Dr Danny Pillay, from the professional board for homeopathy, naturopathy and phytotherapy, the Allied Health Professions Council of South Africa (AHPCSA), said that the trade in unregistered medicines in the country was estimated to be about R9-billion a year.
“But this problem is not unique to South Africa. There are similar problems with the Food and Drug Administration in the United States, for example,” he said.
Pillay said consumers should read the labels on products before buying them. Phrases such as “activate your immune system” or “protect your health” were not medicinal claims. “Manufacturers get away with it because they don’t make health claims,” said Pillay.
The AHPCSA does not have jurisdiction over alternative medicines. It only regulates registered alternative health practitioners.
“The people selling these products are not practitioners or clinicians but business people. It’s an easy business. As it stands, the law allows it,” Pillay said.
Consumers should “get professional advice” and “look for clinical trials to verify claims and not ask the sales reps for advice” — they would say anything to make a sale, he said.
Notorious quacks and their potions
South Africa has a history of untested, alternative drugs that claim to cure HIV or alleviate the side effects of other medication taken by people with HIV. Most of these drugs date back to the HIV-dissident period in the late 1990s and early 2000s, during which former president Thabo Mbeki and his health minister Manto Tshabalala-Msimang publicly doubted that HIV caused Aids.
One such product is ubhejane, which was notoriously supported by Tshabalala-Msimang and several Kwazulu-Natal political leaders. Surfacing in the province in the early 2000s, ubhejane, a brownish liquid made from a “secret recipe of herbs” and sold in two-litre plastic bottles, was promoted as a cure for HIV. It was manufactured by former truck driver Zeblon Gwala, who claimed his product was registered with the Medicines Control Council (MCC). Gwala’s claims were later dismissed by the MCC and the national and provincial health departments.
Ubhejane was available in some Kwazulu-Natal pharmacies and had tragic consequences for people with HIV. Consumers were explicitly told to stop using their HIV medication and had to pay about R200 for a bottle of the concoction.
An attempt in 2006 by the Democratic Alliance to have criminal charges brought against Gwala proved futile as a Pinetown prosecutor said there was not enough evidence to prove that fraud had been committed.
Although no formal research has been conducted on the effects of ubhejane on users, several studies have shown that when HIV-infected people stop taking their antiretroviral treatment their condition deteriorates considerably.
In 2008, the Advertising Standards Authority banned the advertising of ubhejane in the absence of any proof of its efficacy.
The infamous Matthias Rath and his ‘cure’ for Aids
Another notorious quack was German doctor Matthias Rath, who maintained that vitamins could cure Aids and cancer.
Rath arrived in South Africa in 2005 and claimed to be conducting a trial on a natural supplement in Khayelitsha, Cape Town.
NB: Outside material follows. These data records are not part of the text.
//! Content store: local cache with best-effort remote mirroring.
//!
//! Every write lands in the local cache and is persisted as a snapshot
//! before anything else happens. The store then tries to mirror it through
//! its [`RemoteBackend`]; writes that do not get through are kept in a
//! [`SyncQueue`] and delivered by later drains.
//!
//! Locks on the cache and the queue are only ever held for in-memory
//! mutation, never across a network call. Snapshot writes are serialized
//! per snapshot so the newest state is always the last one written.

use crate::error::StoreResult;
use crate::queue::{SyncQueue, SyncQueueEntry};
use crate::remote::{LocalOnlyBackend, RemoteBackend, RemoteResult, WriteAck};
use chrono::{DateTime, Utc};
use contentsync_storage::{SnapshotStore, StorageResult};
use contentsync_types::{ContentDraft, ContentRecord, PageId};
use serde::{Deserialize, Serialize};
use std::collections::BTreeMap;
use std::sync::Arc;
use std::sync::atomic::{AtomicBool, Ordering};
use std::time::Duration;
use tokio::sync::{Mutex, RwLock};
use tracing::{debug, error, info, warn};

/// Snapshot key of the local content cache.
pub const CACHE_SNAPSHOT_KEY: &str = "content-cache";

/// Snapshot key of the sync queue.
pub const QUEUE_SNAPSHOT_KEY: &str = "sync-queue";

/// Retry configuration for the content store.
#[derive(Debug, Clone, PartialEq, Eq, Serialize, Deserialize)]
pub struct StoreConfig {
    /// Remote write attempts made inline by `put` before queueing.
    pub max_write_attempts: u32,
    /// Failed drain attempts after which a queued entry is dropped.
    pub max_queue_attempts: u32,
    /// Base delay between inline attempts (ms); attempt `n` waits `n × base`.
    pub retry_base_delay_ms: u64,
}

impl Default for StoreConfig {
    fn default() -> Self {
        Self {
            max_write_attempts: 3,
            max_queue_attempts: 3,
            retry_base_delay_ms: 1_000,
        }
    }
}

impl StoreConfig {
    /// Short inline retries for interactive editing; the queue picks up the rest.
    pub fn for_interactive() -> Self {
        Self {
            max_write_attempts: 2,
            max_queue_attempts: 3,
            retry_base_delay_ms: 100,
        }
    }

    fn backoff(&self, attempt: u32) -> Duration {
        Duration::from_millis(self.retry_base_delay_ms.saturating_mul(u64::from(attempt)))
    }
}

/// Reachability and backlog, for display.
#[derive(Debug, Clone, PartialEq, Eq, Serialize, Deserialize)]
#[serde(rename_all = "camelCase")]
pub struct StoreStatus {
    /// Result of the last explicit health probe.
    pub remote_available: bool,
    /// Writes still waiting for the remote.
    pub sync_queue_size: usize,
    /// Pages held in the local cache.
    pub cached_pages: usize,
    /// When the remote was last probed.
    pub last_probe_at: Option<DateTime<Utc>>,
    /// Name of the remote backend.
    pub backend: String,
}

#[derive(Debug, Default)]
struct Reachability {
    remote_available: bool,
    last_probe_at: Option<DateTime<Utc>>,
}

/// Resets the drain flag when a drain pass ends, however it ends.
struct DrainGuard<'a>(&'a AtomicBool);

impl Drop for DrainGuard<'_> {
    fn drop(&mut self) {
        self.0.store(false, Ordering::Release);
    }
}

/// Local-first content store with best-effort remote sync.
pub struct ContentStore {
    config: StoreConfig,
    backend: Arc<dyn RemoteBackend>,
    snapshots: Arc<dyn SnapshotStore>,
    cache: RwLock<BTreeMap<PageId, ContentRecord>>,
    queue: RwLock<SyncQueue>,
    reachability: RwLock<Reachability>,
    cache_persist: Mutex<()>,
    queue_persist: Mutex<()>,
    draining: AtomicBool,
}
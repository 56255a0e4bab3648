use crate::error::ApiError;
use contentsync_types::{ContentRecord, PageId};
use std::io::ErrorKind;
use std::path::{Path, PathBuf};
use tokio::io::AsyncWriteExt;
use tokio::sync::Mutex;

/// Content records stored as `<root>/<menu>/<submenu>.json`.
pub struct ContentDir {
    root: PathBuf,
    write_lock: Mutex<()>,
}

impl ContentDir {
    /// The directory is created on first write.
    pub fn new(root: impl Into<PathBuf>) -> Self {
        Self {
            root: root.into(),
            write_lock: Mutex::new(()),
        }
    }

    pub fn root(&self) -> &Path {
        &self.root
    }

    /// File holding the record for `page_id`.
    ///
    /// `PageId` already refuses `.` and `..`. Segments holding a backslash
    /// or NUL are refused here.
    pub fn path_for(&self, page_id: &PageId) -> Result<PathBuf, ApiError> {
        for segment in [page_id.menu(), page_id.submenu()] {
            if segment.contains(['\\', '\0']) {
                return Err(ApiError::InvalidPageId(format!(
                    "segment {segment:?} is not allowed"
                )));
            }
        }
        Ok(self
            .root
            .join(page_id.menu())
            .join(format!("{}.json", page_id.submenu())))
    }

    /// Writes a record, replacing any earlier one for the same page.
    pub async fn save(&self, record: &ContentRecord) -> Result<(), ApiError> {
        let path = self.path_for(&record.page_id)?;
        let json = serde_json::to_vec_pretty(record)?;

        let _guard = self.write_lock.lock().await;
        if let Some(parent) = path.parent() {
            tokio::fs::create_dir_all(parent).await?;
        }
        let tmp = path.with_extension("json.tmp");
        let mut file = tokio::fs::File::create(&tmp).await?;
        file.write_all(&json).await?;
        file.sync_all().await?;
        drop(file);
        tokio::fs::rename(&tmp, &path).await?;
        Ok(())
    }

    /// Reads the record for `page_id`, `None` if it was never written.
    pub async fn load(&self, page_id: &PageId) -> Result<Option<ContentRecord>, ApiError> {
        let path = self.path_for(page_id)?;
        let bytes = match tokio::fs::read(&path).await {
            Ok(bytes) => bytes,
            Err(e) if e.kind() == ErrorKind::NotFound => return Ok(None),
            Err(e) => return Err(e.into()),
        };
        Ok(Some(serde_json::from_slice(&bytes)?))
    }
}
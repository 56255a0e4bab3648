//! File-backed snapshot store.
//!
//! Each key maps to `<dir>/<key>.json`. Writes go to a sibling temp file
//! that is fsynced and then renamed over the target, so a crash leaves
//! either the old or the new snapshot, never a torn one.

use crate::{validate_key, SnapshotStore, StorageResult};
use async_trait::async_trait;
use std::io::ErrorKind;
use std::path::{Path, PathBuf};
use tokio::fs;
use tokio::io::AsyncWriteExt;
use tracing::debug;

/// Snapshot store that keeps one file per key in a directory.
#[derive(Debug, Clone)]
pub struct FileSnapshotStore {
    dir: PathBuf,
}

impl FileSnapshotStore {
    /// Creates a store rooted at `dir`. The directory is created on first write.
    pub fn new(dir: impl Into<PathBuf>) -> Self {
        Self { dir: dir.into() }
    }

    /// The directory holding the snapshot files.
    pub fn dir(&self) -> &Path {
        &self.dir
    }

    fn path_for(&self, key: &str) -> PathBuf {
        self.dir.join(format!("{key}.json"))
    }
}

#[async_trait]
impl SnapshotStore for FileSnapshotStore {
    fn backend_name(&self) -> &'static str {
        "file"
    }

    async fn save_snapshot(&self, key: &str, blob: &str) -> StorageResult<()> {
        validate_key(key)?;
        fs::create_dir_all(&self.dir).await?;

        let target = self.path_for(key);
        let tmp = self.dir.join(format!("{key}.json.tmp"));

        let mut file = fs::File::create(&tmp).await?;
        file.write_all(blob.as_bytes()).await?;
        file.sync_all().await?;
        drop(file);

        fs::rename(&tmp, &target).await?;
        debug!("Saved snapshot {} ({} bytes) to {:?}", key, blob.len(), target);
        Ok(())
    }

    async fn load_snapshot(&self, key: &str) -> StorageResult<Option<String>> {
        validate_key(key)?;
        match fs::read_to_string(self.path_for(key)).await {
            Ok(blob) => Ok(Some(blob)),
            Err(e) if e.kind() == ErrorKind::NotFound => Ok(None),
            Err(e) => Err(e.into()),
        }
    }
}
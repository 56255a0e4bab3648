//! Local snapshot storage for contentsync.
//!
//! The content store keeps its cache and sync queue in memory and persists
//! each of them as a serialized snapshot under a fixed key. This crate
//! provides the key/value capability behind that:
//!
//! - [`FileSnapshotStore`]: one JSON file per key, replaced atomically
//! - [`SqliteSnapshotStore`]: a single `snapshots` table
//! - [`MemorySnapshotStore`]: process-local, for tests and throwaway previews
//!
//! # Contract
//!
//! `save_snapshot` returns only once the blob is durable, and
//! `load_snapshot` returns exactly the last successfully saved blob for the
//! key, or `None`.

mod error;
mod file;
mod memory;
mod sqlite;

pub use error::{StorageError, StorageResult};
pub use file::FileSnapshotStore;
pub use memory::MemorySnapshotStore;
pub use sqlite::SqliteSnapshotStore;

use async_trait::async_trait;

/// Scoped key/value persistence for serialized snapshots.
#[async_trait]
pub trait SnapshotStore: Send + Sync {
    /// Short name of the backend, for logs.
    fn backend_name(&self) -> &'static str;

    /// Durably replaces the blob stored under `key`.
    async fn save_snapshot(&self, key: &str, blob: &str) -> StorageResult<()>;

    /// Loads the blob stored under `key`, if any.
    async fn load_snapshot(&self, key: &str) -> StorageResult<Option<String>>;
}

/// Rejects keys that are empty or could escape a directory.
pub(crate) fn validate_key(key: &str) -> StorageResult<()> {
    let ok = !key.is_empty()
        && key
            .chars()
            .all(|c| c.is_ascii_alphanumeric() || matches!(c, '-' | '_' | '.'))
        && !key.starts_with('.');
    if ok {
        Ok(())
    } else {
        Err(StorageError::InvalidKey(key.to_string()))
    }
}
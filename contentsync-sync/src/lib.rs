//! Local-first content store with best-effort remote sync.
//!
//! # Architecture
//!
//! The [`ContentStore`] owns a local cache of content records keyed by page
//! id and a queue of writes that still have to reach the remote. Both are
//! persisted through a [`contentsync_storage::SnapshotStore`], so neither is
//! lost across restarts.
//!
//! ## Components
//!
//! - **Remote**: the [`RemoteBackend`] trait with an HTTP implementation and
//!   a local-only one
//! - **Queue**: the FIFO backlog of undelivered writes
//! - **Store**: local cache, dual write, read-through and queue drains
//!
//! ## Write path
//!
//! 1. **Validate**: page id and required fields, before touching any state
//! 2. **Local write**: update the cache and persist its snapshot
//! 3. **Mirror**: if the remote answered its last probe, write with inline retries
//! 4. **Queue**: anything that did not get through is queued for a later drain
//!
//! # Example
//!
//! ```no_run
//! use contentsync_storage::FileSnapshotStore;
//! use contentsync_sync::{ContentStore, HttpBackend, HttpBackendConfig, StoreConfig};
//! use contentsync_types::ContentDraft;
//! use std::sync::Arc;
//!
//! # async fn demo() -> Result<(), Box<dyn std::error::Error>> {
//! let backend = HttpBackend::new(HttpBackendConfig::new("http://localhost:3001"))?;
//! let store = ContentStore::new(
//!     StoreConfig::default(),
//!     Arc::new(backend),
//!     Arc::new(FileSnapshotStore::new("./cache")),
//! );
//!
//! store.initialize().await?;
//! store
//!     .put("about/welcome", ContentDraft::new("Welcome", "Who we are"))
//!     .await?;
//! println!("pending: {}", store.status().await.sync_queue_size);
//! # Ok(())
//! # }
//! ```

mod error;
pub mod queue;
pub mod remote;
mod store;

pub use error::{StoreError, StoreResult};
pub use queue::{SyncQueue, SyncQueueEntry};
pub use remote::{
    HttpBackend, HttpBackendConfig, LocalOnlyBackend, RemoteBackend, RemoteError, RemoteResult,
    WriteAck, RETRYABLE_STATUSES,
};
pub use store::{ContentStore, StoreConfig, StoreStatus, CACHE_SNAPSHOT_KEY, QUEUE_SNAPSHOT_KEY};
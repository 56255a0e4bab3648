mod common;

use chrono::Utc;
use common::record;
use contentsync_sync::{SyncQueue, SyncQueueEntry};
use contentsync_types::PageId;
use uuid::Uuid;

fn page(s: &str) -> PageId {
    PageId::parse(s).unwrap()
}

// ── Enqueue ──────────────────────────────────────────────────────

#[test]
fn new_queue_is_empty() {
    let queue = SyncQueue::new();
    assert!(queue.is_empty());
    assert_eq!(queue.len(), 0);
}

#[test]
fn enqueue_keeps_fifo_order() {
    let mut queue = SyncQueue::new();
    queue.enqueue(record("a/one", "1"), Utc::now());
    queue.enqueue(record("a/two", "2"), Utc::now());
    queue.enqueue(record("a/three", "3"), Utc::now());

    let order: Vec<_> = queue.iter().map(|e| e.page_id.to_string()).collect();
    assert_eq!(order, vec!["a/one", "a/two", "a/three"]);
}

#[test]
fn new_entries_start_with_zero_attempts() {
    let mut queue = SyncQueue::new();
    let (id, superseded) = queue.enqueue(record("a/one", "1"), Utc::now());
    assert_eq!(superseded, 0);
    assert_eq!(queue.get(id).unwrap().attempt_count, 0);
    assert_eq!(queue.get(id).unwrap().page_id, page("a/one"));
}

#[test]
fn enqueue_supersedes_same_page() {
    let mut queue = SyncQueue::new();
    let (old, _) = queue.enqueue(record("a/one", "old"), Utc::now());
    queue.enqueue(record("a/two", "2"), Utc::now());
    let (new, superseded) = queue.enqueue(record("a/one", "new"), Utc::now());

    assert_eq!(superseded, 1);
    assert!(!queue.contains(old));
    assert!(queue.contains(new));

    // The replacement moves to the back.
    let order: Vec<_> = queue.iter().map(|e| e.record.title.clone()).collect();
    assert_eq!(order, vec!["2", "new"]);
}

// ── Removal ──────────────────────────────────────────────────────

#[test]
fn remove_by_id() {
    let mut queue = SyncQueue::new();
    let (id, _) = queue.enqueue(record("a/one", "1"), Utc::now());
    queue.enqueue(record("a/two", "2"), Utc::now());

    let removed = queue.remove(id).unwrap();
    assert_eq!(removed.page_id, page("a/one"));
    assert_eq!(queue.len(), 1);
    assert!(queue.remove(id).is_none());
}

#[test]
fn remove_unknown_id_is_noop() {
    let mut queue = SyncQueue::new();
    queue.enqueue(record("a/one", "1"), Utc::now());
    assert!(queue.remove(Uuid::now_v7()).is_none());
    assert_eq!(queue.len(), 1);
}

#[test]
fn remove_page_counts_entries() {
    let mut queue = SyncQueue::new();
    queue.enqueue(record("a/one", "1"), Utc::now());
    queue.enqueue(record("a/two", "2"), Utc::now());

    assert_eq!(queue.remove_page(&page("a/one")), 1);
    assert_eq!(queue.remove_page(&page("a/one")), 0);
    assert_eq!(queue.len(), 1);
}

#[test]
fn clear_empties_queue() {
    let mut queue = SyncQueue::new();
    queue.enqueue(record("a/one", "1"), Utc::now());
    queue.clear();
    assert!(queue.is_empty());
}

#[test]
fn ids_for_page_lists_only_that_page() {
    let mut queue = SyncQueue::new();
    let (one, _) = queue.enqueue(record("a/one", "1"), Utc::now());
    queue.enqueue(record("a/two", "2"), Utc::now());

    assert_eq!(queue.ids_for_page(&page("a/one")), vec![one]);
    assert!(queue.has_page(&page("a/two")));
    assert!(!queue.has_page(&page("a/three")));
    assert!(queue.ids_for_page(&page("a/three")).is_empty());
}

#[test]
fn settle_keeps_entries_queued_after_capture() {
    let mut queue = SyncQueue::new();
    let delivered = record("a/one", "delivered");
    let captured = queue.ids_for_page(&delivered.page_id);
    assert!(captured.is_empty());

    // A newer write for the page is queued while `delivered` is in flight.
    let (newer, _) = queue.enqueue(record("a/one", "newer"), Utc::now());

    assert_eq!(queue.settle(&captured, &delivered), 0);
    assert!(queue.contains(newer));
}

#[test]
fn settle_removes_captured_and_identical_entries() {
    let mut queue = SyncQueue::new();
    let (older, _) = queue.enqueue(record("a/one", "older"), Utc::now());
    let captured = queue.ids_for_page(&page("a/one"));
    let delivered = record("a/one", "delivered");
    queue.enqueue(record("a/two", "2"), Utc::now());

    assert_eq!(queue.settle(&captured, &delivered), 1);
    assert!(!queue.contains(older));
    assert_eq!(queue.len(), 1);

    let (same, _) = queue.enqueue(delivered.clone(), Utc::now());
    assert_eq!(queue.settle(&[], &delivered), 1);
    assert!(!queue.contains(same));
}

// ── Attempt tracking ─────────────────────────────────────────────

#[test]
fn record_failure_increments_attempts() {
    let mut queue = SyncQueue::new();
    let (id, _) = queue.enqueue(record("a/one", "1"), Utc::now());

    assert_eq!(queue.record_failure(id), Some(1));
    assert_eq!(queue.record_failure(id), Some(2));
    assert_eq!(queue.get(id).unwrap().attempt_count, 2);
}

#[test]
fn record_failure_on_missing_entry_is_none() {
    let mut queue = SyncQueue::new();
    assert_eq!(queue.record_failure(Uuid::now_v7()), None);
}

// ── Persistence shape ────────────────────────────────────────────

#[test]
fn queue_serializes_as_entry_array() {
    let mut queue = SyncQueue::new();
    let (id, _) = queue.enqueue(record("a/one", "1"), Utc::now());
    queue.record_failure(id);

    let value = serde_json::to_value(&queue).unwrap();
    let entries = value.as_array().unwrap();
    assert_eq!(entries.len(), 1);
    assert_eq!(entries[0]["pageId"], "a/one");
    assert_eq!(entries[0]["attemptCount"], 1);
    assert!(entries[0].get("enqueuedAt").is_some());

    let restored: SyncQueue = serde_json::from_value(value).unwrap();
    assert_eq!(restored, queue);
}

#[test]
fn from_entries_preserves_order_and_attempts() {
    let mut first = SyncQueueEntry::new(record("a/one", "1"), Utc::now());
    first.attempt_count = 2;
    let second = SyncQueueEntry::new(record("a/two", "2"), Utc::now());

    let queue = SyncQueue::from_entries(vec![first.clone(), second.clone()]);
    assert_eq!(queue.entries(), vec![first, second]);
}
According to Rath, participants in his trial were suffering from advanced HIV infection, but were not using antiretroviral drugs.
In 2008 the Cape High Court ruled that Rath’s “so-called studies” were illegal after the advocacy organisation Treatment Action Campaign (TAC) took Rath to task. This judgment essentially barred Rath from advertising, selling or conducting unauthorised clinical trials in South Africa.
According to the TAC, at least five research participants died during Rath’s trials in 2005.
In a research report, the organisation detailed how some family members of deceased participants were instructed to call the Rath Foundation instead of an ambulance in cases where their loved one’s condition worsened.
The Rath Foundation still claims to be active in 12 countries including the United States and France.
HIV patients are advised not to take any supplements that have not been prescribed by their doctors.